I'm at home, in bed and ill so I thought I'd give this a watch based purely on the poster and the fact that it looks like an easy, fun time. Jude Law tends to be a bit of a pretty boy in films and here he looks like some sort of East End Wolverine. Plus I have a good set of sideburns as well and, believe it or not, they're older than some of my letterboxd friends :)
Not even 5 minutes in and the dialogue is pissing me off. It's like the writer thinks that making everyone speak like a Cockney version of Hamlet would be a good and cool thing. No it's not, it's stupid and any middle-aged prison screw uttering the phrase "are you disrespecting me?" needs stabbing with a plastic pudding fork. Ernest Hemingway was famous for his ability to strip a story down to its bare bones, to rip out the purple prose, to throw away the thesaurus and build beauty from simplicity. Richard Shepard, the writer/director of Dom Hemingway, goes to the other extreme and, like Russell Brand, thinks that complexity equals intelligence.
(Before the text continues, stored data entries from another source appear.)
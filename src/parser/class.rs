//! `@class` blocks: description lines, the class header, an optional
//! `@opaque` marker, then one or more `@field` lines.

use super::{strip_marker, tag_end, tag_word, BlockError};
use crate::model::{Class, Field, Scope};
use crate::types::{
    expect, literal, optional_mark, parse_type_at, skip_blank, varname, Parsed,
    SyntaxError,
};

/// Parse a chunk containing an `@class` tag.
pub fn parse_class(lines: &[String]) -> Result<Class, BlockError> {
    let body: Vec<&str> = lines.iter().map(|l| strip_marker(l)).collect();

    let mut i = 0;
    let mut desc_lines = Vec::new();
    while let Some(line) = body.get(i).filter(|l| tag_word(l).is_none()) {
        desc_lines.push(line.trim());
        i += 1;
    }

    let header_idx = i;
    let header = body.get(i).copied().unwrap_or("");
    if tag_word(header) != Some("@class") {
        return Err(BlockError::at(i)(SyntaxError::new(header, 0, "`@class`")));
    }
    let (name, parent, exact) = class_header(header, tag_end(header)).map_err(BlockError::at(i))?;
    i += 1;

    let mut class = Class {
        name,
        parent,
        opaque: false,
        exact,
        desc: desc_lines.join("\n").trim().to_string(),
        fields: Vec::new(),
    };

    while i < body.len() {
        let line = body[i];
        match tag_word(line) {
            None if line.trim().is_empty() => {}
            Some("@opaque") if class.fields.is_empty() && !class.opaque => {
                if !line[tag_end(line)..].trim().is_empty() {
                    let err = SyntaxError::new(line, skip_blank(line, tag_end(line)), "end of line");
                    return Err(BlockError::at(i)(err));
                }
                class.opaque = true;
            }
            Some("@field") => {
                let field = field_line(line, tag_end(line)).map_err(BlockError::at(i))?;
                class.fields.push(field);
            }
            _ => {
                let indent = line.len() - line.trim_start().len();
                return Err(BlockError::at(i)(SyntaxError::new(line, indent, "`@field`")));
            }
        }
        i += 1;
    }

    if class.fields.is_empty() {
        let err = SyntaxError::new("", 0, "at least one `@field`");
        return Err(BlockError::at(header_idx)(err));
    }
    Ok(class)
}

/// `(exact)? Name (: Parent)?`
fn class_header(line: &str, pos: usize) -> Result<(String, Option<String>, bool), SyntaxError> {
    let pos = skip_blank(line, pos);
    let (exact, pos) = match literal(line, pos, "(exact)") {
        Some(end) => (true, skip_blank(line, end)),
        None => (false, pos),
    };

    let name_len = line[pos..]
        .find(|c: char| c.is_whitespace() || c == ':')
        .unwrap_or(line.len() - pos);
    if name_len == 0 {
        return Err(SyntaxError::new(line, pos, "a class name"));
    }
    let name = line[pos..pos + name_len].to_string();
    let pos = skip_blank(line, pos + name_len);

    let (parent, pos) = match literal(line, pos, ":") {
        Some(after) => {
            let start = skip_blank(line, after);
            let len = line[start..]
                .find(char::is_whitespace)
                .unwrap_or(line.len() - start);
            if len == 0 {
                return Err(SyntaxError::new(line, start, "a parent class name"));
            }
            (Some(line[start..start + len].to_string()), start + len)
        }
        None => (None, pos),
    };

    if !line[pos..].trim().is_empty() {
        return Err(SyntaxError::new(line, skip_blank(line, pos), "end of line"));
    }
    Ok((name, parent, exact))
}

/// The three `@field` shapes, tried in order:
///
/// - `[KeyType] Type desc`
/// - `scope name?? Type desc`
/// - `name?? Type desc`
fn field_line(line: &str, pos: usize) -> Result<Field, SyntaxError> {
    let pos = skip_blank(line, pos);
    let shapes: [fn(&str, usize) -> Parsed<Field>; 3] = [map_field, scoped_field, plain_field];
    let mut furthest: Option<SyntaxError> = None;
    for shape in shapes {
        match shape(line, pos) {
            Ok((mut field, end)) => {
                field.desc = line[end..].trim().to_string();
                return Ok(field);
            }
            Err(err) => {
                if furthest.as_ref().map_or(true, |f| err.position > f.position) {
                    furthest = Some(err);
                }
            }
        }
    }
    Err(furthest.unwrap_or_else(|| SyntaxError::new(line, pos, "a field")))
}

fn map_field(line: &str, pos: usize) -> Parsed<Field> {
    let pos = literal(line, pos, "[").ok_or_else(|| SyntaxError::new(line, pos, "`[`"))?;
    let (key, pos) = parse_type_at(line, pos)?;
    let pos = expect(line, pos, "]")?;
    let (ty, pos) = parse_type_at(line, pos)?;
    Ok((
        Field {
            name: None,
            key_type: Some(key),
            ty,
            desc: String::new(),
            scope: None,
        },
        pos,
    ))
}

fn scoped_field(line: &str, pos: usize) -> Parsed<Field> {
    let (word, end) = varname(line, pos)?;
    let scope = Scope::from_keyword(word).ok_or_else(|| SyntaxError::new(line, pos, "a scope"))?;
    let (mut field, end) = plain_field(line, skip_blank(line, end))?;
    field.scope = Some(scope);
    Ok((field, end))
}

fn plain_field(line: &str, pos: usize) -> Parsed<Field> {
    let (name, pos) = varname(line, pos)?;
    let (optional, pos) = optional_mark(line, pos);
    let (ty, pos) = parse_type_at(line, pos)?;
    let ty = if optional { ty.optional() } else { ty };
    Ok((
        Field {
            name: Some(name.to_string()),
            key_type: None,
            ty,
            desc: String::new(),
            scope: None,
        },
        pos,
    ))
}

#[cfg(test)]
mod tests {
    use super::*;
    use crate::types::TypeExpr;

    fn lines(text: &str) -> Vec<String> {
        text.lines().map(|l| l.to_string()).collect()
    }

    fn field(text: &str) -> Field {
        field_line(text, tag_end(text)).unwrap()
    }

    #[test]
    fn simple_field() {
        let f = field("@field fld_simple integer");
        assert_eq!(f.name.as_deref(), Some("fld_simple"));
        assert_eq!(f.ty, TypeExpr::Primitive("integer".into()));
        assert_eq!(f.scope, None);
        assert_eq!(f.desc, "");
        assert!(f.is_public());
    }

    #[test]
    fn scoped_field_with_desc() {
        let f = field("@field private fld_scoped integer my desc");
        assert_eq!(f.name.as_deref(), Some("fld_scoped"));
        assert_eq!(f.scope, Some(Scope::Private));
        assert_eq!(f.desc, "my desc");
        assert!(!f.is_public());
    }

    #[test]
    fn field_named_like_a_scope() {
        let f = field("@field private string");
        assert_eq!(f.name.as_deref(), Some("private"));
        assert_eq!(f.scope, None);
        assert_eq!(f.ty.to_string(), "string");
    }

    #[test]
    fn map_field() {
        let f = field("@field [string] integer my desc");
        assert_eq!(f.name, None);
        assert_eq!(f.key_type.as_ref().map(|t| t.to_string()).as_deref(), Some("string"));
        assert_eq!(f.ty.to_string(), "integer");
        assert_eq!(f.desc, "my desc");
    }

    #[test]
    fn public_scope_counts_as_public() {
        assert!(field("@field public name string").is_public());
        assert!(!field("@field protected name string").is_public());
        assert!(!field("@field package name string").is_public());
    }

    #[test]
    fn class_with_fields() {
        let class = parse_class(&lines(
            "---@class test.Class\n---@field fld_simple string\n---@field private _fld_scoped integer\n---@field fld_opt? integer",
        ))
        .unwrap();
        assert_eq!(class.name, "test.Class");
        assert_eq!(class.parent, None);
        assert!(!class.exact);
        assert_eq!(class.fields.len(), 3);
        assert_eq!(class.fields[1].scope, Some(Scope::Private));
        assert_eq!(class.fields[2].ty.to_string(), "nil|integer");
    }

    #[test]
    fn exact_and_parent() {
        let class =
            parse_class(&lines("---@class (exact) test.Class\n---@field a string")).unwrap();
        assert!(class.exact);
        assert_eq!(class.name, "test.Class");

        let class =
            parse_class(&lines("---@class test.Class: test.Parent\n---@field a string")).unwrap();
        assert_eq!(class.parent.as_deref(), Some("test.Parent"));
    }

    #[test]
    fn description_and_opaque() {
        let class = parse_class(&lines(
            "---Options for the thing\n---with two lines\n---@class test.Opts\n---@opaque\n---@field a string",
        ))
        .unwrap();
        assert_eq!(class.desc, "Options for the thing\nwith two lines");
        assert!(class.opaque);
    }

    #[test]
    fn class_without_fields_fails() {
        assert!(parse_class(&lines("---@class test.Empty")).is_err());
    }

    #[test]
    fn stray_tag_fails() {
        let err = parse_class(&lines("---@class a.B\n---@field a string\n---@private")).unwrap_err();
        assert_eq!(err.line, 2);
    }

    #[test]
    fn bad_field_type_fails() {
        let err = parse_class(&lines("---@class a.B\n---@field a Unknown")).unwrap_err();
        assert_eq!(err.line, 1);
    }
}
Dom, the safecracker, gets out of prison and beats the shit out of someone with his tools of the trade - his hands. Not a wise move. Dom gets drunk and shags prostitutes. Dom smokes in a pub not realising that it's been banned for years (are there no newspapers or tv inside?). Does Dom care? Nah, you cunt! Dom soliloquises. Dom is a geezer. Dom goes to France just like British comedies of the 70s did - when things get boring send 'em abroad. How do we know we're in France? Because we get a girl on a bike. That's what the French do, ride bikes all day long. All we need is some fucking onions! Just as I thought the stereotyping couldn't get any worse, a Russian crime lord appears. Dom Hemmingway is getting on my tits. Twenty minutes in and I'm bored shitless.
So we've got your standard, low-rent, Guy Ritchie-a-like, UK gangster film that tries to be hard but comes off as a laughable mess. We got bored of Richie doing doing this shit years ago so what made Richard Sheppard think that this was a good idea? As we used to say back in the day "Oi, It ain't big and it ain't clever". The cast is largely wasted with Speed from Citizen Smith, Mark Wingett from The Bill/Quadrophenia making a brief appearance and Richard E Grant filling some screen space but, otherwise, serving little purpose.
The soundtrack, like in Richie's films, is pretty good but a soundtrack does not a film make. As an indicator of how lazy this film is, Dom's daughter's band perform The Waterboys' Fisherman's Blues. Excellent, I thought, I like that song. What was not excellent was the fact that it sounds like they used the original Waterboys' version, stripped the vocals off and added the daughter's piss-poor voice on top and to top that we've got a mandolin player obviously miming along really, really badly.
If there's one word to sum up Dom Hemingway it would be "lazy" and as Dom would have said: it's a boring, cliché ridden, ballsack of wank and I'd rather have a chorus line of one-legged ballet dancers pirouetting on my cock than watch this pompous shitfest ever again.